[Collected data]

Segment Open

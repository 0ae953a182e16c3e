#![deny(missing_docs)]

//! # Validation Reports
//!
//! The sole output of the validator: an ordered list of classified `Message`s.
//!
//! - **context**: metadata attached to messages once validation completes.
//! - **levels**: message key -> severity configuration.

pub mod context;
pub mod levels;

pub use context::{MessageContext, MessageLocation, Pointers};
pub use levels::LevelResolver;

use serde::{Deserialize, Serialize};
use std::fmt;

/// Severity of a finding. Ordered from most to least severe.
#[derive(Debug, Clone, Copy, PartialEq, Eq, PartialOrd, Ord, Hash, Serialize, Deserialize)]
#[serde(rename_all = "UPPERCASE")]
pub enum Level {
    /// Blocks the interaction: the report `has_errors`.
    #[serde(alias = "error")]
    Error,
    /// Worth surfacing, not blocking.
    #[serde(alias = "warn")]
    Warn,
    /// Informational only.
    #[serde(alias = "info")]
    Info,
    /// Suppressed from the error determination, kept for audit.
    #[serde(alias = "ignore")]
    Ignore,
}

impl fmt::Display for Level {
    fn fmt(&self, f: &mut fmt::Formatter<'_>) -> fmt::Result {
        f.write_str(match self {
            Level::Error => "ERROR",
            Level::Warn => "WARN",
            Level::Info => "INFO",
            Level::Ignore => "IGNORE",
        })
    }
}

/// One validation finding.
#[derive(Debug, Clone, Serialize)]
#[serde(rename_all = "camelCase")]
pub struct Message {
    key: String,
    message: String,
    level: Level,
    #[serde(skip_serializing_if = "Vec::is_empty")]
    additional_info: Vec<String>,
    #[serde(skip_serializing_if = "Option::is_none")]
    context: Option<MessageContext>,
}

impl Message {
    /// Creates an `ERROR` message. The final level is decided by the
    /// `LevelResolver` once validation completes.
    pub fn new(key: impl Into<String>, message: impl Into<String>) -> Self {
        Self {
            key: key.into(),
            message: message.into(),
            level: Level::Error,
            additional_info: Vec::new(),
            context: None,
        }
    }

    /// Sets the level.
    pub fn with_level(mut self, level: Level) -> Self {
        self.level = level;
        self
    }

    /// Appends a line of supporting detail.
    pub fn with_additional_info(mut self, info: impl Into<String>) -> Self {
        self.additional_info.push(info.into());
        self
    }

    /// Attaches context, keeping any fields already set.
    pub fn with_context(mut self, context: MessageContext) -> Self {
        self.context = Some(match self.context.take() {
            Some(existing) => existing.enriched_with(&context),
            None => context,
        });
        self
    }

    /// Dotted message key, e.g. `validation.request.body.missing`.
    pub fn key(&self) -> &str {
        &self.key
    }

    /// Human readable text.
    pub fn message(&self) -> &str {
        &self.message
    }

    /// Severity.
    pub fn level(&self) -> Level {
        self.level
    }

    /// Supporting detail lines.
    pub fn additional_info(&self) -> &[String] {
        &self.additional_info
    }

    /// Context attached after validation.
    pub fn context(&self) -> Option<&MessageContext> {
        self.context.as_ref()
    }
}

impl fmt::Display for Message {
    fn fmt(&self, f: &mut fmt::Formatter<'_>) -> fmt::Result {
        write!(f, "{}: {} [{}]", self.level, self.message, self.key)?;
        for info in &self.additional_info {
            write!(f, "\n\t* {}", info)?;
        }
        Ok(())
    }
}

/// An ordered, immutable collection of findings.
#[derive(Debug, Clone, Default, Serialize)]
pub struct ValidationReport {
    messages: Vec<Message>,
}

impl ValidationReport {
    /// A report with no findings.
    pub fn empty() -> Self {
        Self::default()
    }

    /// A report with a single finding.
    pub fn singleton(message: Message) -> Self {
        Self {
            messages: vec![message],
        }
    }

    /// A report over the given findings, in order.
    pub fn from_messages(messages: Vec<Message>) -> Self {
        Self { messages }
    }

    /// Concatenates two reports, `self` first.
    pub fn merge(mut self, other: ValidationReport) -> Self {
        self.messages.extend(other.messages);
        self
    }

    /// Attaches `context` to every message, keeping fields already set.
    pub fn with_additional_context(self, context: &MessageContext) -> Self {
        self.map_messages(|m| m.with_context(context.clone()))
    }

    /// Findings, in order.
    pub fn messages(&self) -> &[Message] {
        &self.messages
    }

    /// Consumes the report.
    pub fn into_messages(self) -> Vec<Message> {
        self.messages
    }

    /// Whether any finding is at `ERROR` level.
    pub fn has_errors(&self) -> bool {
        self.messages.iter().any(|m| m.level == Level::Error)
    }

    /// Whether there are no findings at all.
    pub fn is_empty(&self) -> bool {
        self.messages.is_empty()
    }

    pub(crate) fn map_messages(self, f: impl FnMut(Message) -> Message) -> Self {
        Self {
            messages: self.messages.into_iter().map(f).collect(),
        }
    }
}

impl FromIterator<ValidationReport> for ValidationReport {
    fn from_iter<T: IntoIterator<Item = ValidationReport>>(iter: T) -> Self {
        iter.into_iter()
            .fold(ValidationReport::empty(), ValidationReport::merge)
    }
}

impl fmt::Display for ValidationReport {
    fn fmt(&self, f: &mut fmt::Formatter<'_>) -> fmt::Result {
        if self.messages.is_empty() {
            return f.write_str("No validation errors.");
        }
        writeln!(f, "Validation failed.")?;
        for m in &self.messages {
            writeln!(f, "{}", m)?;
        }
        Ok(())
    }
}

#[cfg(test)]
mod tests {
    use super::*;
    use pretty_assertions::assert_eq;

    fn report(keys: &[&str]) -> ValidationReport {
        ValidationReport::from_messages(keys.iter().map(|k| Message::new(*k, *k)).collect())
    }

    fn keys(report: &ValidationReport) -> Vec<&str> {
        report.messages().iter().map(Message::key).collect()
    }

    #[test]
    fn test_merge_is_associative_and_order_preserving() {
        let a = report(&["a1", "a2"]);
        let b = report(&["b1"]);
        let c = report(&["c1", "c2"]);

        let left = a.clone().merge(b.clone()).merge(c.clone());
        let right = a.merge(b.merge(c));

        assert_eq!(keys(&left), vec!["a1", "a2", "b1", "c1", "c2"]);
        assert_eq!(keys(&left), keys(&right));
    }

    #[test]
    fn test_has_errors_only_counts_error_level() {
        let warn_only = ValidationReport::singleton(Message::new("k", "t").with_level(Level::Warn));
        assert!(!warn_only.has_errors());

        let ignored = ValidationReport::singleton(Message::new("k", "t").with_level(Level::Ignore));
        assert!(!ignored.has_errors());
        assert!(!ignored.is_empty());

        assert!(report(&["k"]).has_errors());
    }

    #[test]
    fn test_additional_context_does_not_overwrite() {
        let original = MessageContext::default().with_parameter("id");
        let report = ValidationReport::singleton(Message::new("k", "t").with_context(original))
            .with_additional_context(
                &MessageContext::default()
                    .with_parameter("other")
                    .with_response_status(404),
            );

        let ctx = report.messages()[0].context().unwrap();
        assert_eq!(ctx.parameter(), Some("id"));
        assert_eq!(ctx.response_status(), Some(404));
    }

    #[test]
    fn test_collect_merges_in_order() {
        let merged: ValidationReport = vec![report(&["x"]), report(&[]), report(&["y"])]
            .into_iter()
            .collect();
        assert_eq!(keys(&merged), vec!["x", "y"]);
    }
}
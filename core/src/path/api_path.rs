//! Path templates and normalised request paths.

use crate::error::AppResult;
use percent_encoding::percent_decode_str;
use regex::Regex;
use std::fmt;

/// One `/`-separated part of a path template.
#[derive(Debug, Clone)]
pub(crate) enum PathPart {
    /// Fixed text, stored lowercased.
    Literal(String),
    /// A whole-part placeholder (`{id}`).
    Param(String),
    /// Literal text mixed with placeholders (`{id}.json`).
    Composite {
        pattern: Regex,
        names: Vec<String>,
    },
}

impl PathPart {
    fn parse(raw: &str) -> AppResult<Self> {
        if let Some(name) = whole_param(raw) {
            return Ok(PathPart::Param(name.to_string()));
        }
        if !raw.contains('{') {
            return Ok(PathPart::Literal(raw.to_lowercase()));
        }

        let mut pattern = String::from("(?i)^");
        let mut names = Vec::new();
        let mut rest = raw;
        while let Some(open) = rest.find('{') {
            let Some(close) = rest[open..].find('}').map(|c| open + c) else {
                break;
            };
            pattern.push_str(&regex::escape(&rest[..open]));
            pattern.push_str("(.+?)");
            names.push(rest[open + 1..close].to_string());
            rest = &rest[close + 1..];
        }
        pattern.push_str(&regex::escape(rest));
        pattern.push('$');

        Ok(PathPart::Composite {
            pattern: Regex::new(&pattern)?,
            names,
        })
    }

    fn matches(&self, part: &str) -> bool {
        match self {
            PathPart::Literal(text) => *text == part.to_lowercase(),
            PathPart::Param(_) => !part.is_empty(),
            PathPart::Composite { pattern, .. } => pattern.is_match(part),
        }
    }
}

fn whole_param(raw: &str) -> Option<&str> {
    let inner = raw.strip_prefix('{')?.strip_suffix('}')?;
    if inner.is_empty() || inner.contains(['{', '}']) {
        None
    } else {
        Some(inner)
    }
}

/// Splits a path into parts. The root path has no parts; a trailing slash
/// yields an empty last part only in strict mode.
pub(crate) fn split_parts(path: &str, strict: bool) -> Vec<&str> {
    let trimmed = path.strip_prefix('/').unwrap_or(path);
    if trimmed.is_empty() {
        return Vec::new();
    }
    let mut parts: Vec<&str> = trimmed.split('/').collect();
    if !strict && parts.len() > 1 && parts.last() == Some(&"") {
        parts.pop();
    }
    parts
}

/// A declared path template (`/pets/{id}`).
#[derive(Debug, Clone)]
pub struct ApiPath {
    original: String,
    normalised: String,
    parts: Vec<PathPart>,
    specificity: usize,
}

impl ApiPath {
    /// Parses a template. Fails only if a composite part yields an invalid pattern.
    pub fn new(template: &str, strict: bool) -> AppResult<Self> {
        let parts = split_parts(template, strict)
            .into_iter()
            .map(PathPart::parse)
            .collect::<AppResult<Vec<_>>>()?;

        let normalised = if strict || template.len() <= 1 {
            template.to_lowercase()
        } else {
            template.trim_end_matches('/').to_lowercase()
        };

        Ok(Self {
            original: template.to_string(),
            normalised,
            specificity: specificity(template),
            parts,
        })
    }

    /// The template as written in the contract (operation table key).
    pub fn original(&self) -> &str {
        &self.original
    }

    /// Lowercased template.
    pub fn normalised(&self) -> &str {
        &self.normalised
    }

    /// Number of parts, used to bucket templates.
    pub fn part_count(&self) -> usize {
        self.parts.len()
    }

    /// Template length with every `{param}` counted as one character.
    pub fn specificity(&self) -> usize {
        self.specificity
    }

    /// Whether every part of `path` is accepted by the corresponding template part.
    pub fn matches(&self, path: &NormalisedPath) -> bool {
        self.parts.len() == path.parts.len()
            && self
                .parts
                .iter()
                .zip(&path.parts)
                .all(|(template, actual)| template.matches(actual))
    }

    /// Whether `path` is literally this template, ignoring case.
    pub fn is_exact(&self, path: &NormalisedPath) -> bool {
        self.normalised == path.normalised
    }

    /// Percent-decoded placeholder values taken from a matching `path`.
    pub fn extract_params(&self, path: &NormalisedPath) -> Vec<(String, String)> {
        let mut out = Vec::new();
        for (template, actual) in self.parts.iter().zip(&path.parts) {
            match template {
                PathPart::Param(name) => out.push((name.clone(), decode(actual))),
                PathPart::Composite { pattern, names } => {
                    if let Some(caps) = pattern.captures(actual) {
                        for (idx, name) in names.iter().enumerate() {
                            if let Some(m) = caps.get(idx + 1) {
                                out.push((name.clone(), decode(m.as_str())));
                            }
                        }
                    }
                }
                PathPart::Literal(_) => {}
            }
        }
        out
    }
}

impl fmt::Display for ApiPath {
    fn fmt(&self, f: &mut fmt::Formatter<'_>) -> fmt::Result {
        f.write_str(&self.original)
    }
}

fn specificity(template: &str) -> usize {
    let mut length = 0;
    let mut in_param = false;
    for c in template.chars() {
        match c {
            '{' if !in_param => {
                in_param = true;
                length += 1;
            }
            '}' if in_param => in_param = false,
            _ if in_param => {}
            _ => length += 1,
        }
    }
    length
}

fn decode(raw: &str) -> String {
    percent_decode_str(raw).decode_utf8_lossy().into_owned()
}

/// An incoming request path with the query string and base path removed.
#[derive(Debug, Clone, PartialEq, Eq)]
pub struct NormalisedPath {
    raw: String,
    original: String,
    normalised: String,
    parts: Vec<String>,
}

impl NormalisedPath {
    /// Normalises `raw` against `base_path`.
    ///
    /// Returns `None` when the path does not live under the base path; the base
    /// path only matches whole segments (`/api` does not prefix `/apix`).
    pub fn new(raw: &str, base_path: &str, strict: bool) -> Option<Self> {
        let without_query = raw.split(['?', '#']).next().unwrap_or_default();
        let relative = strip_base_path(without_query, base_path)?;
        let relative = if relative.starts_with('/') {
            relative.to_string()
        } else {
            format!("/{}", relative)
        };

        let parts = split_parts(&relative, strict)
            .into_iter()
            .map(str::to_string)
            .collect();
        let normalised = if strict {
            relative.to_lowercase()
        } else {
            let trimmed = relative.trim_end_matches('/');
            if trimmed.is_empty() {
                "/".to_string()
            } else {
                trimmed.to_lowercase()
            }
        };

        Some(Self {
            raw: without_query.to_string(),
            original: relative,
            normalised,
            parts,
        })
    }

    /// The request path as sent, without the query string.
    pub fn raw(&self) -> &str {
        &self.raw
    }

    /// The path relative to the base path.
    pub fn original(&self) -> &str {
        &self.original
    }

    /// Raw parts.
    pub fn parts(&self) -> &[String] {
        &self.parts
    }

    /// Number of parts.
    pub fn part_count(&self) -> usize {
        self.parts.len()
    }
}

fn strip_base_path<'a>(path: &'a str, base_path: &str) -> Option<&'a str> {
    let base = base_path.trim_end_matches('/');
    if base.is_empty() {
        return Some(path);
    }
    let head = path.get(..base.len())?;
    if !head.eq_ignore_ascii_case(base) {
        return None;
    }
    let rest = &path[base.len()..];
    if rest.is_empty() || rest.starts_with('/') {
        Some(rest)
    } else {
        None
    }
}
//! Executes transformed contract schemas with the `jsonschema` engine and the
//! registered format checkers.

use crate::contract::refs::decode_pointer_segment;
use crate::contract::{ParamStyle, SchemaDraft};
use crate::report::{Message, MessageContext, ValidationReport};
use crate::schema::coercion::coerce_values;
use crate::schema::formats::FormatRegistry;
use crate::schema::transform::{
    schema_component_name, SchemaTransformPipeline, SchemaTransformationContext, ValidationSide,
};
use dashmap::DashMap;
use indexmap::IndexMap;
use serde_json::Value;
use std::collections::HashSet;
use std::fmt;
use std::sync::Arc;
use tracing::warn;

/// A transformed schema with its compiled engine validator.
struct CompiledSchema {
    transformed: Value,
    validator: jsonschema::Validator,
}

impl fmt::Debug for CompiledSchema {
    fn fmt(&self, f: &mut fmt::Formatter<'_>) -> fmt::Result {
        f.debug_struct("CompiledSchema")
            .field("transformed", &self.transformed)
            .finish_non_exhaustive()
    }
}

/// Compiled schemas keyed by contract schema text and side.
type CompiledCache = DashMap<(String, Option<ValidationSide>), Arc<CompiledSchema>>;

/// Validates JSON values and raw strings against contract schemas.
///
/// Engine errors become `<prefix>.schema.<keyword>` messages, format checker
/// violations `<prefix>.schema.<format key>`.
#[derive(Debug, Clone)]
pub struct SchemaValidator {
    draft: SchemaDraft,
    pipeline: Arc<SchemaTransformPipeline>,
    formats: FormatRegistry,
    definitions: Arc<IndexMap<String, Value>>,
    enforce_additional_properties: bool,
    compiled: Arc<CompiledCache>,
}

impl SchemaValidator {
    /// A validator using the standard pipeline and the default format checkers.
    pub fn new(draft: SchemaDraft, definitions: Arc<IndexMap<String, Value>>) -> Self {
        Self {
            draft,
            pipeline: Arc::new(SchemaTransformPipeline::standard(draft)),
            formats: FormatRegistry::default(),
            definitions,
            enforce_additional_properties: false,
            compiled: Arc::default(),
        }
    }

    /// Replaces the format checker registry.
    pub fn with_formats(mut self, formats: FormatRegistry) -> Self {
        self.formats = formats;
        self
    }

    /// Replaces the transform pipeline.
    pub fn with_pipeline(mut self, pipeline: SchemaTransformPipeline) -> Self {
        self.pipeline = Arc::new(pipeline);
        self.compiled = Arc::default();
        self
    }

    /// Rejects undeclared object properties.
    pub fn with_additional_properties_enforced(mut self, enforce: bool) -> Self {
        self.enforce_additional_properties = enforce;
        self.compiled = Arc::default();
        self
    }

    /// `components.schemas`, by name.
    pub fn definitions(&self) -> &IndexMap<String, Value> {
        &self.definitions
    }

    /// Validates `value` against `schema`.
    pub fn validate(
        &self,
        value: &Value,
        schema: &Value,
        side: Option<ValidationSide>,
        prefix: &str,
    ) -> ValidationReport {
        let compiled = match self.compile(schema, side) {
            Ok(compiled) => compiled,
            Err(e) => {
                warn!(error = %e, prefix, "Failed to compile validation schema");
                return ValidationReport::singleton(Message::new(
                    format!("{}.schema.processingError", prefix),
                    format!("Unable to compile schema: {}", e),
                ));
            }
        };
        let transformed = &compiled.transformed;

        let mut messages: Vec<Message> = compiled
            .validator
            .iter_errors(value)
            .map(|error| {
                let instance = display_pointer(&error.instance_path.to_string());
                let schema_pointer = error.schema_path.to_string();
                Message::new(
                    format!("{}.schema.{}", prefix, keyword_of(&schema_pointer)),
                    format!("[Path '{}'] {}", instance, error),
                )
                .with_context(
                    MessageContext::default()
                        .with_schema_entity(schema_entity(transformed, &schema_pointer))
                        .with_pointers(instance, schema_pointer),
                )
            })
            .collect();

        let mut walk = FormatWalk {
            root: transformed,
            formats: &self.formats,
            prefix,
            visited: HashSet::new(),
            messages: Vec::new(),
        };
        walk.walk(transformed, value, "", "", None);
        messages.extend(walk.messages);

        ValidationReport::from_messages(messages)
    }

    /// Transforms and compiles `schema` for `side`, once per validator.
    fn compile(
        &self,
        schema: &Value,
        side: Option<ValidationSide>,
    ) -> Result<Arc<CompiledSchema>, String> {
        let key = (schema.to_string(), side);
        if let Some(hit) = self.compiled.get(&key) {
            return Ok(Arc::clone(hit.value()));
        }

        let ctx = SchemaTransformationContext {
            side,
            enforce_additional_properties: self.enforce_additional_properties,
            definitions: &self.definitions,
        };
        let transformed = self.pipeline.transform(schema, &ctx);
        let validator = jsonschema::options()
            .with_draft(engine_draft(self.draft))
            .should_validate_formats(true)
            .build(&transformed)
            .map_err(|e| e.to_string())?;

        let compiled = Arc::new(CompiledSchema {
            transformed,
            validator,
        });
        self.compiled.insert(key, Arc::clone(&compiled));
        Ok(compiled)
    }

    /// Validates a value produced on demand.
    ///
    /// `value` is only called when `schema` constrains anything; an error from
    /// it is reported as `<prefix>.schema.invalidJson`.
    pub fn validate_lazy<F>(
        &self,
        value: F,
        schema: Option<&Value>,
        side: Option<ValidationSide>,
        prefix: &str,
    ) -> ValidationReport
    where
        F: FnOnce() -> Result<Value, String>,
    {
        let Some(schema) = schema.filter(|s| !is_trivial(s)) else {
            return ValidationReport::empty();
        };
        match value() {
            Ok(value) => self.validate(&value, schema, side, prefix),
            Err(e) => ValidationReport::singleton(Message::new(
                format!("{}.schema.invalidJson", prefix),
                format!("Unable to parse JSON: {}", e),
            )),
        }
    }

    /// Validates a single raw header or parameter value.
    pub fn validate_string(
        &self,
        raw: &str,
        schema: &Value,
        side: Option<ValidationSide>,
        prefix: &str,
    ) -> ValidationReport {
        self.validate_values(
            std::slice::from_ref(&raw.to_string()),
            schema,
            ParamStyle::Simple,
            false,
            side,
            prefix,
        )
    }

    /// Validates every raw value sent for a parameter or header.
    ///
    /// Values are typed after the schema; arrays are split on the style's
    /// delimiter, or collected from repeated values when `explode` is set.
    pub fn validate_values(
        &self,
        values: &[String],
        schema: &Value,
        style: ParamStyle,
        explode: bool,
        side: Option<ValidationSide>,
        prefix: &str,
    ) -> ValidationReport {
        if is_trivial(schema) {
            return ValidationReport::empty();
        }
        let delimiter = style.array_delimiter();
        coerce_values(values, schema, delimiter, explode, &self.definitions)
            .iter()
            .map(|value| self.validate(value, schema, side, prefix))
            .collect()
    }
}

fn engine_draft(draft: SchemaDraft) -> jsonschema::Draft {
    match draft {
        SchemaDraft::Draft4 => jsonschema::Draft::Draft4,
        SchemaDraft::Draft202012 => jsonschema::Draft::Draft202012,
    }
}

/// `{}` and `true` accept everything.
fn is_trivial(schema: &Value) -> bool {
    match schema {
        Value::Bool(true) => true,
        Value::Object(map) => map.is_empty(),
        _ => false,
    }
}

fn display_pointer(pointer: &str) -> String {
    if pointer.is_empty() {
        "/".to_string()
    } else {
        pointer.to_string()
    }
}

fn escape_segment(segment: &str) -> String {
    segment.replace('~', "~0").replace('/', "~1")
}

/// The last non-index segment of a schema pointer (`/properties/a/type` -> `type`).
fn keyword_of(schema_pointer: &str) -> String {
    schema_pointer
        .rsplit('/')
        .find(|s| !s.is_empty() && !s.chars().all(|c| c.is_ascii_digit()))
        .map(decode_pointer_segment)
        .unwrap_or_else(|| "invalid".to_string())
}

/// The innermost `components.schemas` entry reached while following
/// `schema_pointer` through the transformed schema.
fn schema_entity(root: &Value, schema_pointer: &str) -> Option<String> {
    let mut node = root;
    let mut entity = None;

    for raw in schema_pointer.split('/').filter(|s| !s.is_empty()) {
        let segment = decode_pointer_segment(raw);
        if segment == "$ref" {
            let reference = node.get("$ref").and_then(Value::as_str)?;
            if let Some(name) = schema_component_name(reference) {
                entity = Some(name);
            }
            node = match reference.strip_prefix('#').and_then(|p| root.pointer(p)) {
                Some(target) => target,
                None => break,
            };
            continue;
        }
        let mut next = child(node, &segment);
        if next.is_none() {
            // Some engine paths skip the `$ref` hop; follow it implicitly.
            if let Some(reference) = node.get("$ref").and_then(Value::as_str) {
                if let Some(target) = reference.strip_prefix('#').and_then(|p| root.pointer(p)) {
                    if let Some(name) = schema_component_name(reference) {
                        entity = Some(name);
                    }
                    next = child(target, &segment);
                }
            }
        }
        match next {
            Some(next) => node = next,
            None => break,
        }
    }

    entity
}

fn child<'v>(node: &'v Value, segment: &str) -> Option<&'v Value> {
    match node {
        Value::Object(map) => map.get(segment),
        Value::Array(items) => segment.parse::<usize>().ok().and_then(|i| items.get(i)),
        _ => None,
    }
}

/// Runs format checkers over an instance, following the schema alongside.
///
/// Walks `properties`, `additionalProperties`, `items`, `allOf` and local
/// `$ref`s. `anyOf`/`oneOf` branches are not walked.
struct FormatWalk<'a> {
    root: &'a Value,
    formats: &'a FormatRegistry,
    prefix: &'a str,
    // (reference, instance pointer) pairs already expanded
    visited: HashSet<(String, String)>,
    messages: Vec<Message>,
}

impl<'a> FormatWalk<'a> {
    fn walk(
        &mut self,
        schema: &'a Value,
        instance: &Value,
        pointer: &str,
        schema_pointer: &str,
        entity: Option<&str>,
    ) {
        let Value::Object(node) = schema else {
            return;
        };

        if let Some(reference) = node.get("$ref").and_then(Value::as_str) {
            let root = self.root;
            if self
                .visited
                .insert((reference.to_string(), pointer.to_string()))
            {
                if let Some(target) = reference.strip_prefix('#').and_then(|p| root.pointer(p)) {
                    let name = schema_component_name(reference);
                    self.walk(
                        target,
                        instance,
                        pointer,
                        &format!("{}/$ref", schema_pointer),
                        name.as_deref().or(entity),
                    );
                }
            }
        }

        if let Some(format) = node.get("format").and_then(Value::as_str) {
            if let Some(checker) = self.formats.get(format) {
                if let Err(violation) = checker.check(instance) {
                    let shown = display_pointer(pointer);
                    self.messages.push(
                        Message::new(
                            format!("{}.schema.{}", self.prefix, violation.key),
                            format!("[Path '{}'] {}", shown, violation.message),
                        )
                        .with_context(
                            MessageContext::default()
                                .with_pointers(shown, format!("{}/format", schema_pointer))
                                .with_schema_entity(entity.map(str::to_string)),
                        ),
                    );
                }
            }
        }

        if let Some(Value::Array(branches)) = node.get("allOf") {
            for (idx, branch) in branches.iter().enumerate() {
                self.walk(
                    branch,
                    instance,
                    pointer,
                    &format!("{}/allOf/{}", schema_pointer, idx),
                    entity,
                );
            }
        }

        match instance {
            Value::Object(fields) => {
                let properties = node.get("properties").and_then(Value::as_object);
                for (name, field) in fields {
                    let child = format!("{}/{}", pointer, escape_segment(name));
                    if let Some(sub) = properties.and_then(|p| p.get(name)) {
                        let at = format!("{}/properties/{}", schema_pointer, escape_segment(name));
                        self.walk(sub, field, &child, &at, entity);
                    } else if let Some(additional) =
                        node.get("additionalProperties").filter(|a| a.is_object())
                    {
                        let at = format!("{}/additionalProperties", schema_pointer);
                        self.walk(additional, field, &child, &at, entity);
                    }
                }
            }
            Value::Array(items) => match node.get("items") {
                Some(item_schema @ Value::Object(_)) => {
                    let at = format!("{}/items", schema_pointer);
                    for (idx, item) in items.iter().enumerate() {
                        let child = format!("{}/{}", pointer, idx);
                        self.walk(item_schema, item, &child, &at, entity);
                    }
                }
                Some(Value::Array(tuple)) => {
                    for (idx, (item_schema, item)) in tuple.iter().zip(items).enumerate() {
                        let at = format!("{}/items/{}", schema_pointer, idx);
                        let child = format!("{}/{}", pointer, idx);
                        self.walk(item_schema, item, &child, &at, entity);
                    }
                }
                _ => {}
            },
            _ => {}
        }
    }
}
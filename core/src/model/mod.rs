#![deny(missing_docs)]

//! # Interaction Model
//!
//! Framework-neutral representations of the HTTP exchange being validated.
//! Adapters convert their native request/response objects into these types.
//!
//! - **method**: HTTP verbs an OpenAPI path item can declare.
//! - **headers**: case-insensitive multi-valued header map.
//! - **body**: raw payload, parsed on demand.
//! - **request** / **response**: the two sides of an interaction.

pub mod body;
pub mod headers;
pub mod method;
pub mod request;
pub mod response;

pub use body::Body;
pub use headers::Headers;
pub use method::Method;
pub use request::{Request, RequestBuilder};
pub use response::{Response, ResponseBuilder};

Segment Closed

◆ How to complete this task ◆
Copy the lines above exactly. Start with the line containing "let mut node = root;", end with the line containing "follow it implicitly.", and include both.

◆ Task output ◆
    let mut node = root;
    let mut entity = None;

    for raw in schema_pointer.split('/').filter(|s| !s.is_empty()) {
        let segment = decode_pointer_segment(raw);
        if segment == "$ref" {
            let reference = node.get("$ref").and_then(Value::as_str)?;
            if let Some(name) = schema_component_name(reference) {
                entity = Some(name);
            }
            node = match reference.strip_prefix('#').and_then(|p| root.pointer(p)) {
                Some(target) => target,
                None => break,
            };
            continue;
        }
        let mut next = child(node, &segment);
        if next.is_none() {
            // Some engine paths skip the `$ref` hop; follow it implicitly.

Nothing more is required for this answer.